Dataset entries

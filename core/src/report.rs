use crate::harness::RunOutcome;
use crate::service::{Strategy, Workload};
use anyhow::{Context, Result};
use chrono::Utc;
use serde::{Deserialize, Serialize};
use std::fs;
use std::path::Path;

/// one timed workload, flattened for serialization
#[derive(Debug, Clone, Serialize, Deserialize)]
pub struct WorkloadReport {
    pub strategy: String,
    pub workload: String,
    pub operations: usize,
    pub failed: usize,
    pub elapsed_ms: u64,
    pub ops_per_sec: f64,
    #[serde(skip_serializing_if = "Option::is_none")]
    pub first_error: Option<String>,
}

impl WorkloadReport {
    pub fn from_outcome(strategy: Strategy, workload: Workload, outcome: &RunOutcome) -> Self {
        Self {
            strategy: strategy.to_string(),
            workload: workload.to_string(),
            operations: outcome.total,
            failed: outcome.failed,
            elapsed_ms: outcome.elapsed.as_millis() as u64,
            ops_per_sec: outcome.ops_per_sec(),
            first_error: outcome
                .first_error
                .as_ref()
                .map(|e| format!("operation {}: {:#}", e.index, e.error)),
        }
    }
}

/// everything one benchmark invocation measured
#[derive(Debug, Clone, Serialize, Deserialize)]
pub struct BenchReport {
    pub started_at: String,
    pub results: Vec<WorkloadReport>,
}

impl BenchReport {
    pub fn new() -> Self {
        Self {
            started_at: Utc::now().to_rfc3339(),
            results: Vec::new(),
        }
    }

    pub fn push(&mut self, report: WorkloadReport) {
        self.results.push(report);
    }

    pub fn has_failures(&self) -> bool {
        self.results.iter().any(|r| r.failed > 0)
    }

    /// prints the fixed-width comparison table
    pub fn print_table(&self) {
        println!(
            "{:<10}  {:<13}  {:>10}  {:>8}  {:>12}  {:>12}",
            "strategy", "workload", "ops", "failed", "elapsed", "ops/sec"
        );
        println!("{}", "-".repeat(75));
        for r in &self.results {
            println!(
                "{:<10}  {:<13}  {:>10}  {:>8}  {:>12}  {:>12.0}",
                r.strategy,
                r.workload,
                r.operations,
                r.failed,
                format_ms(r.elapsed_ms),
                r.ops_per_sec
            );
        }
    }

    /// writes the report as pretty-printed json
    pub fn save_json<P: AsRef<Path>>(&self, path: P) -> Result<()> {
        let path = path.as_ref();
        fs::write(path, serde_json::to_string_pretty(self)?)
            .with_context(|| format!("writing report to {}", path.display()))?;
        Ok(())
    }
}

impl Default for BenchReport {
    fn default() -> Self {
        Self::new()
    }
}

/// renders milliseconds with a coarser unit once they get noisy
pub fn format_ms(ms: u64) -> String {
    if ms >= 60_000 {
        format!("{:.1} min", ms as f64 / 60_000.0)
    } else if ms >= 10_000 {
        format!("{:.1} s", ms as f64 / 1000.0)
    } else {
        format!("{ms} ms")
    }
}

#[cfg(test)]
mod tests {
    use super::*;
    use crate::harness::FirstError;
    use anyhow::anyhow;
    use std::time::Duration;

    fn outcome() -> RunOutcome {
        RunOutcome {
            total: 10_000,
            failed: 3,
            elapsed: Duration::from_millis(2000),
            first_error: Some(FirstError {
                index: 42,
                error: anyhow!("duplicate key"),
            }),
        }
    }

    #[test]
    fn report_rows_carry_the_outcome() {
        let report = WorkloadReport::from_outcome(Strategy::Uuid, Workload::Create, &outcome());
        assert_eq!(report.strategy, "uuid");
        assert_eq!(report.workload, "create");
        assert_eq!(report.operations, 10_000);
        assert_eq!(report.failed, 3);
        assert_eq!(report.elapsed_ms, 2000);
        assert_eq!(report.ops_per_sec, 5000.0);
        assert_eq!(
            report.first_error.as_deref(),
            Some("operation 42: duplicate key")
        );
    }

    #[test]
    fn clean_runs_serialize_without_an_error_field() {
        let clean = RunOutcome {
            total: 10,
            failed: 0,
            elapsed: Duration::from_millis(5),
            first_error: None,
        };
        let report = WorkloadReport::from_outcome(Strategy::Crc32, Workload::Get, &clean);
        let json = serde_json::to_string(&report).unwrap();
        assert!(!json.contains("first_error"));
    }

    #[test]
    fn report_json_round_trips_through_disk() {
        let mut report = BenchReport::new();
        report.push(WorkloadReport::from_outcome(
            Strategy::Snowflake,
            Workload::Delete,
            &outcome(),
        ));
        assert!(report.has_failures());

        let dir = tempfile::tempdir().unwrap();
        let path = dir.path().join("report.json");
        report.save_json(&path).unwrap();

        let loaded: BenchReport =
            serde_json::from_str(&fs::read_to_string(&path).unwrap()).unwrap();
        assert_eq!(loaded.started_at, report.started_at);
        assert_eq!(loaded.results.len(), 1);
        assert_eq!(loaded.results[0].workload, "delete");
        assert_eq!(loaded.results[0].failed, 3);
    }

    #[test]
    fn elapsed_formatting_picks_a_readable_unit() {
        assert_eq!(format_ms(950), "950 ms");
        assert_eq!(format_ms(12_340), "12.3 s");
        assert_eq!(format_ms(90_000), "1.5 min");
    }
}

* HOW TO COMPLETE THIS TASK
What is the number of lines in the data above that include the word "struct"? Answer with that number only.

* EXERCISE RESULT
2